- **Task description**
The lines from the one holding "fn optional_var(key: &str)" to the end of the records below, exactly as written, are the only thing to return.

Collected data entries
☆ ☆ ☆ ☆
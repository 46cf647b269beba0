pub mod provider;
pub mod reconcile_event;
pub mod subscription;
pub mod subscription_transition;
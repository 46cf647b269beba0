use std::net::SocketAddr;

use axum::http::HeaderValue;
use env_helpers::{get_env, get_env_default};
use secrecy::SecretString;
use url::Url;

use crate::infra::{card_billing_client::PlanPrices, error::InfraError, retry::RetryPolicy};

pub struct CardBillingSettings {
    pub api_base: Url,
    pub secret_key: SecretString,
    /// Unset means deliveries are accepted without signature checks.
    pub webhook_secret: Option<SecretString>,
    pub prices: PlanPrices,
}

pub struct StoreAggregatorSettings {
    pub api_base: Url,
    pub api_key: SecretString,
    /// Unset means deliveries are accepted without signature checks.
    pub webhook_secret: Option<SecretString>,
}

pub struct AppConfig {
    pub bind_addr: SocketAddr,
    pub database_url: String,
    pub redis_url: String,
    pub jwt_secret: SecretString,
    pub cors_origin: HeaderValue,
    pub card_billing: CardBillingSettings,
    pub store_aggregator: StoreAggregatorSettings,
    pub retry: RetryPolicy,
    /// Upper bound for a whole pull sync, retries included.
    pub sync_timeout: std::time::Duration,
    pub event_dedup_window_secs: u64,
    pub lapse_sweep_interval: std::time::Duration,
    /// How far ahead of `current_period_end` the sweep starts rechecking.
    pub lapse_lookahead: chrono::Duration,
    /// Notifications are only logged when unset.
    pub push_gateway_url: Option<Url>,
    /// JSON log file; console only when unset.
    pub log_file: Option<String>,
}

impl AppConfig {
    pub fn from_env() -> Result<Self, InfraError> {
        let bind_addr: SocketAddr = get_env_default(
            "BIND_ADDR",
            SocketAddr::from(([127, 0, 0, 1], 3001)),
        );
        let database_url: String = get_env("DATABASE_URL");
        let redis_url: String = get_env_default("REDIS_URL", "redis://127.0.0.1:6379".to_string());
        let jwt_secret = SecretString::new(get_env::<String>("JWT_SECRET").into());
        let cors_origin: HeaderValue =
            get_env_default("CORS_ORIGIN", String::from("http://localhost:3000"))
                .parse()
                .map_err(|_| InfraError::ConfigInvalid { var: "CORS_ORIGIN" })?;

        let card_billing = CardBillingSettings {
            api_base: get_env("CARD_BILLING_API_BASE"),
            secret_key: SecretString::new(get_env::<String>("CARD_BILLING_SECRET_KEY").into()),
            webhook_secret: optional_secret("CARD_BILLING_WEBHOOK_SECRET"),
            prices: PlanPrices {
                weekly: optional_var("CARD_BILLING_PRICE_WEEKLY"),
                monthly: optional_var("CARD_BILLING_PRICE_MONTHLY"),
                yearly: optional_var("CARD_BILLING_PRICE_YEARLY"),
            },
        };

        let store_aggregator = StoreAggregatorSettings {
            api_base: get_env("STORE_AGGREGATOR_API_BASE"),
            api_key: SecretString::new(get_env::<String>("STORE_AGGREGATOR_API_KEY").into()),
            webhook_secret: optional_secret("STORE_AGGREGATOR_WEBHOOK_SECRET"),
        };

        let defaults = RetryPolicy::default();
        let retry = RetryPolicy {
            max_retries: get_env_default("PROVIDER_MAX_RETRIES", defaults.max_retries),
            base_delay_ms: get_env_default("PROVIDER_RETRY_BASE_MS", defaults.base_delay_ms),
            max_delay_ms: get_env_default("PROVIDER_RETRY_MAX_MS", defaults.max_delay_ms),
        };

        let sync_timeout_secs: u64 = get_env_default("SYNC_TIMEOUT_SECS", 8);
        let event_dedup_window_secs: u64 = get_env_default("EVENT_DEDUP_WINDOW_SECS", 72 * 3600);
        let lapse_sweep_interval_secs: u64 = get_env_default("LAPSE_SWEEP_INTERVAL_SECS", 300);
        let lapse_lookahead_secs: i64 = get_env_default("LAPSE_LOOKAHEAD_SECS", 3600);

        let push_gateway_url: Option<Url> = std::env::var("PUSH_GATEWAY_URL")
            .ok()
            .and_then(|s| s.parse().ok());
        let log_file = optional_var("LOG_FILE");

        Ok(Self {
            bind_addr,
            database_url,
            redis_url,
            jwt_secret,
            cors_origin,
            card_billing,
            store_aggregator,
            retry,
            sync_timeout: std::time::Duration::from_secs(sync_timeout_secs),
            event_dedup_window_secs,
            lapse_sweep_interval: std::time::Duration::from_secs(lapse_sweep_interval_secs.max(1)),
            lapse_lookahead: chrono::Duration::seconds(lapse_lookahead_secs.max(0)),
            push_gateway_url,
            log_file,
        })
    }
}

fn optional_var(key: &str) -> Option<String> {
    std::env::var(key)
        .ok()
        .map(|v| v.trim().to_string())
        .filter(|v| !v.is_empty())
}

fn optional_secret(key: &str) -> Option<SecretString> {
    optional_var(key).map(|v| SecretString::new(v.into()))
}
☆ ☆ ☆ ☆
- **Response**
fn optional_var(key: &str) -> Option<String> {
    std::env::var(key)
        .ok()
        .map(|v| v.trim().to_string())
        .filter(|v| !v.is_empty())
}

fn optional_secret(key: &str) -> Option<SecretString> {
    optional_var(key).map(|v| SecretString::new(v.into()))
}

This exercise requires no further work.